• [What to work on]
Begin at the line containing "use reqwest::Url;" in the entries below and end at the line containing "-> Result<Prediction, ScanError>"; transcribe that range exactly and nothing outside it.
Segment Open
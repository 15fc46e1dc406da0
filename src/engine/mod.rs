mod upload;

use crate::error::{ScanError, GENERIC_FAILURE};
use crate::intake::FileHandle;
use crate::interpret::interpret;
use crate::model::{ClientConfig, ErrorResponse, PredictResponse, Prediction, ScanEvent};
use anyhow::{Context, Result};
use bytes::Bytes;
use reqwest::multipart::{Form, Part};
use reqwest::Url;
use tokio::sync::mpsc;

/// Submits scans to the backend's predict endpoint.
#[derive(Clone)]
pub struct UploadEngine {
    http: reqwest::Client,
    predict_url: Url,
}

impl UploadEngine {
    pub fn new(cfg: &ClientConfig) -> Result<Self> {
        let predict_url = Url::parse(&cfg.predict_url())
            .with_context(|| format!("invalid server URL: {}", cfg.server_url))?;
        let http = reqwest::Client::builder()
            .user_agent(cfg.user_agent.clone())
            .timeout(cfg.request_timeout)
            .build()
            .context("build http client")?;
        Ok(Self { http, predict_url })
    }

    pub fn predict_url(&self) -> &Url {
        &self.predict_url
    }

    /// Run one attempt: read the file, submit it, and interpret the response.
    ///
    /// Progress is reported through `event_tx` tagged with `generation`. The
    /// terminal outcome is returned rather than sent so the caller decides how
    /// to publish it.
    pub async fn run(
        &self,
        generation: u64,
        file: &FileHandle,
        event_tx: mpsc::UnboundedSender<ScanEvent>,
    ) -> Result<Prediction, ScanError> {
        let data = tokio::fs::read(&file.path).await.map_err(|e| {
            tracing::warn!(file = %file.path.display(), error = %e, "failed to read scan");
            ScanError::validation(format!("Could not read {}: {}", file.name, e))
        })?;
        let raw = self
            .submit(generation, file, Bytes::from(data), event_tx)
            .await?;
        interpret(&raw)
    }

    async fn submit(
        &self,
        generation: u64,
        file: &FileHandle,
        data: Bytes,
        event_tx: mpsc::UnboundedSender<ScanEvent>,
    ) -> Result<PredictResponse, ScanError> {
        let len = data.len() as u64;
        let body = reqwest::Body::wrap_stream(upload::progress_body_stream(
            data, generation, event_tx,
        ));
        let part = Part::stream_with_length(body, len)
            .file_name(file.name.clone())
            .mime_str(&file.media_type)
            .map_err(|_| ScanError::validation(crate::error::NOT_AN_IMAGE))?;
        let form = Form::new().part("image", part);

        tracing::info!(
            generation,
            file = %file.name,
            bytes = len,
            url = %self.predict_url,
            "submitting scan"
        );

        let resp = match self
            .http
            .post(self.predict_url.clone())
            .multipart(form)
            .send()
            .await
        {
            Ok(r) => r,
            Err(e) => {
                tracing::warn!(generation, error = %e, "predict request failed");
                return Err(ScanError::transport(GENERIC_FAILURE));
            }
        };

        let status = resp.status();
        let body = resp.bytes().await.map_err(|e| {
            tracing::warn!(generation, %status, error = %e, "failed to read predict response");
            ScanError::transport(GENERIC_FAILURE)
        })?;

        if !status.is_success() {
            let message = error_message_from_body(&body);
            tracing::warn!(generation, %status, reason = %message, "predict returned error status");
            return Err(ScanError::transport(message));
        }

        tracing::debug!(generation, %status, bytes = body.len(), "predict response received");
        serde_json::from_slice::<PredictResponse>(&body).map_err(|e| {
            tracing::warn!(generation, error = %e, "malformed predict response");
            ScanError::validation("Unexpected response from server")
        })
    }
}

/// Message for a failed request: the backend's `error` field verbatim when
/// present and non-empty, otherwise the generic fallback.
pub fn error_message_from_body(body: &[u8]) -> String {
    serde_json::from_slice::<ErrorResponse>(body)
        .ok()
        .and_then(|b| b.error)
        .filter(|m| !m.is_empty())
        .unwrap_or_else(|| GENERIC_FAILURE.to_string())
}

#[cfg(test)]
mod tests {
    use super::*;
    use crate::intake::IntakeSource;
    use crate::model::QualityBucket;
    use axum::extract::Multipart;
    use axum::http::StatusCode;
    use axum::routing::post;
    use axum::{Json, Router};
    use std::io::Write;
    use std::time::Duration;

    fn config(server_url: String) -> ClientConfig {
        ClientConfig {
            server_url,
            completion_hold: Duration::from_millis(0),
            request_timeout: Duration::from_secs(5),
            user_agent: "lungscan-test".into(),
        }
    }

    async fn serve(app: Router) -> String {
        let listener = tokio::net::TcpListener::bind("127.0.0.1:0").await.unwrap();
        let addr = listener.local_addr().unwrap();
        tokio::spawn(async move {
            axum::serve(listener, app).await.unwrap();
        });
        format!("http://{addr}")
    }

    fn scan_file(bytes: usize) -> (tempfile::NamedTempFile, FileHandle) {
        let mut f = tempfile::Builder::new().suffix(".png").tempfile().unwrap();
        f.write_all(&vec![1u8; bytes]).unwrap();
        let handle = FileHandle::from_path(f.path(), IntakeSource::Picker);
        (f, handle)
    }

    /// Answers with a classification only for a non-empty PNG in the `image` field.
    async fn predict_checking_field(
        mut multipart: Multipart,
    ) -> (StatusCode, Json<serde_json::Value>) {
        while let Ok(Some(field)) = multipart.next_field().await {
            if field.name() == Some("image") {
                let ct = field.content_type().map(str::to_string);
                let bytes = field.bytes().await.unwrap_or_default();
                if bytes.is_empty() || ct.as_deref() != Some("image/png") {
                    break;
                }
                return (
                    StatusCode::OK,
                    Json(serde_json::json!({
                        "predicted_class_name": "lung_aca",
                        "scores": [0.75, 0.10, 0.15],
                    })),
                );
            }
        }
        (
            StatusCode::BAD_REQUEST,
            Json(serde_json::json!({ "error": "no image field" })),
        )
    }

    #[tokio::test]
    async fn successful_upload_is_interpreted() {
        let base = serve(Router::new().route("/predict", post(predict_checking_field))).await;
        let engine = UploadEngine::new(&config(base)).unwrap();
        let (_f, handle) = scan_file(200_000);
        let (tx, mut rx) = mpsc::unbounded_channel();

        let p = engine.run(9, &handle, tx).await.unwrap();
        assert_eq!(p.display_name, "Adenocarcinoma");
        assert_eq!(p.quality_bucket, QualityBucket::Good);
        assert!(!p.is_normal);

        let mut seen = Vec::new();
        while let Ok(ScanEvent::Progress {
            generation,
            percent,
        }) = rx.try_recv()
        {
            assert_eq!(generation, 9);
            seen.push(percent);
        }
        assert!(seen.windows(2).all(|w| w[0] <= w[1]), "{seen:?}");
        assert_eq!(seen.last(), Some(&100));
    }

    #[tokio::test]
    async fn server_error_message_is_used_verbatim() {
        let app = Router::new().route(
            "/predict",
            post(|| async {
                (
                    StatusCode::INTERNAL_SERVER_ERROR,
                    Json(serde_json::json!({ "error": "model unavailable" })),
                )
            }),
        );
        let base = serve(app).await;
        let engine = UploadEngine::new(&config(base)).unwrap();
        let (_f, handle) = scan_file(10);
        let (tx, _rx) = mpsc::unbounded_channel();

        let err = engine.run(1, &handle, tx).await.unwrap_err();
        assert_eq!(err, ScanError::transport("model unavailable"));
    }

    #[tokio::test]
    async fn error_status_without_body_uses_fallback() {
        let app = Router::new().route("/predict", post(|| async { StatusCode::BAD_GATEWAY }));
        let base = serve(app).await;
        let engine = UploadEngine::new(&config(base)).unwrap();
        let (_f, handle) = scan_file(10);
        let (tx, _rx) = mpsc::unbounded_channel();

        let err = engine.run(1, &handle, tx).await.unwrap_err();
        assert_eq!(err, ScanError::transport("Analysis failed"));
    }

    #[tokio::test]
    async fn wrong_score_count_is_validation_error() {
        let app = Router::new().route(
            "/predict",
            post(|| async {
                Json(serde_json::json!({
                    "predicted_class_name": "lung_n",
                    "scores": [0.5, 0.5],
                }))
            }),
        );
        let base = serve(app).await;
        let engine = UploadEngine::new(&config(base)).unwrap();
        let (_f, handle) = scan_file(10);
        let (tx, _rx) = mpsc::unbounded_channel();

        let err = engine.run(1, &handle, tx).await.unwrap_err();
        assert!(matches!(err, ScanError::Validation(_)), "{err:?}");
    }

    #[tokio::test]
    async fn non_json_success_body_is_validation_error() {
        let app = Router::new().route("/predict", post(|| async { "ok" }));
        let base = serve(app).await;
        let engine = UploadEngine::new(&config(base)).unwrap();
        let (_f, handle) = scan_file(10);
        let (tx, _rx) = mpsc::unbounded_channel();

        let err = engine.run(1, &handle, tx).await.unwrap_err();
        assert_eq!(err, ScanError::validation("Unexpected response from server"));
    }

    #[tokio::test]
    async fn unreachable_server_is_transport_error() {
        // Bind then drop to get a port with nothing listening.
        let listener = tokio::net::TcpListener::bind("127.0.0.1:0").await.unwrap();
        let addr = listener.local_addr().unwrap();
        drop(listener);

        let engine = UploadEngine::new(&config(format!("http://{addr}"))).unwrap();
        let (_f, handle) = scan_file(10);
        let (tx, _rx) = mpsc::unbounded_channel();

        let err = engine.run(1, &handle, tx).await.unwrap_err();
        assert_eq!(err, ScanError::transport("Analysis failed"));
    }

    #[test]
    fn invalid_server_url_is_rejected() {
        assert!(UploadEngine::new(&config("not a url".into())).is_err());
    }

    #[test]
    fn error_body_parsing() {
        assert_eq!(error_message_from_body(br#"{"error":"bad scan"}"#), "bad scan");
        assert_eq!(error_message_from_body(br#"{"error":""}"#), "Analysis failed");
        assert_eq!(error_message_from_body(br#"{"detail":"x"}"#), "Analysis failed");
        assert_eq!(error_message_from_body(b"<html>"), "Analysis failed");
    }
}
use crate::model::ScanEvent;
use bytes::Bytes;
use futures::{stream, Stream, StreamExt};
use tokio::sync::mpsc;

/// Chunk size for the streamed request body (64 KB)
pub(crate) const UPLOAD_CHUNK_SIZE: usize = 64 * 1024;

/// Integer upload percentage, `round(sent * 100 / total)` clamped to [0, 100].
/// An empty body counts as fully sent.
pub fn upload_percent(sent: u64, total: u64) -> u8 {
    if total == 0 {
        return 100;
    }
    let pct = ((sent as f64) * 100.0 / (total as f64)).round();
    pct.clamp(0.0, 100.0) as u8
}

/// Split `data` into a body stream that reports progress as chunks are handed
/// to the HTTP client.
///
/// Bytes are counted as they are *produced* for reqwest, which closely tracks
/// bytes put on the wire. A progress event is sent only when the integer
/// percentage changes, so the emitted sequence is strictly increasing.
pub(crate) fn progress_body_stream(
    data: Bytes,
    generation: u64,
    event_tx: mpsc::UnboundedSender<ScanEvent>,
) -> impl Stream<Item = Result<Bytes, std::io::Error>> + Send + 'static {
    let total = data.len() as u64;
    let chunks: Vec<Bytes> = (0..data.len())
        .step_by(UPLOAD_CHUNK_SIZE)
        .map(|start| data.slice(start..(start + UPLOAD_CHUNK_SIZE).min(data.len())))
        .collect();

    let mut sent = 0u64;
    let mut last_percent: Option<u8> = None;
    stream::iter(chunks).map(move |chunk| {
        sent += chunk.len() as u64;
        let percent = upload_percent(sent, total);
        if last_percent.map_or(true, |last| percent > last) {
            last_percent = Some(percent);
            let _ = event_tx.send(ScanEvent::Progress {
                generation,
                percent,
            });
        }
        Ok(chunk)
    })
}

#[cfg(test)]
mod tests {
    use super::*;

    #[test]
    fn percent_rounds_and_clamps() {
        assert_eq!(upload_percent(0, 200), 0);
        assert_eq!(upload_percent(1, 200), 1); // 0.5 rounds up
        assert_eq!(upload_percent(199, 200), 100);
        assert_eq!(upload_percent(50, 200), 25);
        assert_eq!(upload_percent(500, 200), 100);
        assert_eq!(upload_percent(0, 0), 100);
    }

    #[tokio::test]
    async fn stream_reports_non_decreasing_progress_ending_at_100() {
        let (tx, mut rx) = mpsc::unbounded_channel();
        let data = Bytes::from(vec![7u8; UPLOAD_CHUNK_SIZE * 3 + 123]);
        let chunks: Vec<_> = progress_body_stream(data.clone(), 4, tx).collect().await;

        let body: Vec<u8> = chunks
            .into_iter()
            .flat_map(|c| c.unwrap().to_vec())
            .collect();
        assert_eq!(body.len(), data.len());

        let mut seen = Vec::new();
        while let Ok(ev) = rx.try_recv() {
            match ev {
                ScanEvent::Progress {
                    generation,
                    percent,
                } => {
                    assert_eq!(generation, 4);
                    seen.push(percent);
                }
                other => panic!("unexpected event {other:?}"),
            }
        }
        // The third chunk already rounds to 100; the trailing 123 bytes add nothing.
        assert_eq!(seen, vec![33, 67, 100]);
        assert!(rx.try_recv().is_err());
    }

    #[tokio::test]
    async fn empty_body_produces_no_chunks() {
        let (tx, mut rx) = mpsc::unbounded_channel();
        let chunks: Vec<_> = progress_body_stream(Bytes::new(), 1, tx).collect().await;
        assert!(chunks.is_empty());
        assert!(rx.try_recv().is_err());
    }
}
Segment Closed
• [Result]
use reqwest::Url;
use tokio::sync::mpsc;

/// Submits scans to the backend's predict endpoint.
#[derive(Clone)]
pub struct UploadEngine {
    http: reqwest::Client,
    predict_url: Url,
}

impl UploadEngine {
    pub fn new(cfg: &ClientConfig) -> Result<Self> {
        let predict_url = Url::parse(&cfg.predict_url())
            .with_context(|| format!("invalid server URL: {}", cfg.server_url))?;
        let http = reqwest::Client::builder()
            .user_agent(cfg.user_agent.clone())
            .timeout(cfg.request_timeout)
            .build()
            .context("build http client")?;
        Ok(Self { http, predict_url })
    }

    pub fn predict_url(&self) -> &Url {
        &self.predict_url
    }

    /// Run one attempt: read the file, submit it, and interpret the response.
    ///
    /// Progress is reported through `event_tx` tagged with `generation`. The
    /// terminal outcome is returned rather than sent so the caller decides how
    /// to publish it.
    pub async fn run(
        &self,
        generation: u64,
        file: &FileHandle,
        event_tx: mpsc::UnboundedSender<ScanEvent>,
    ) -> Result<Prediction, ScanError> {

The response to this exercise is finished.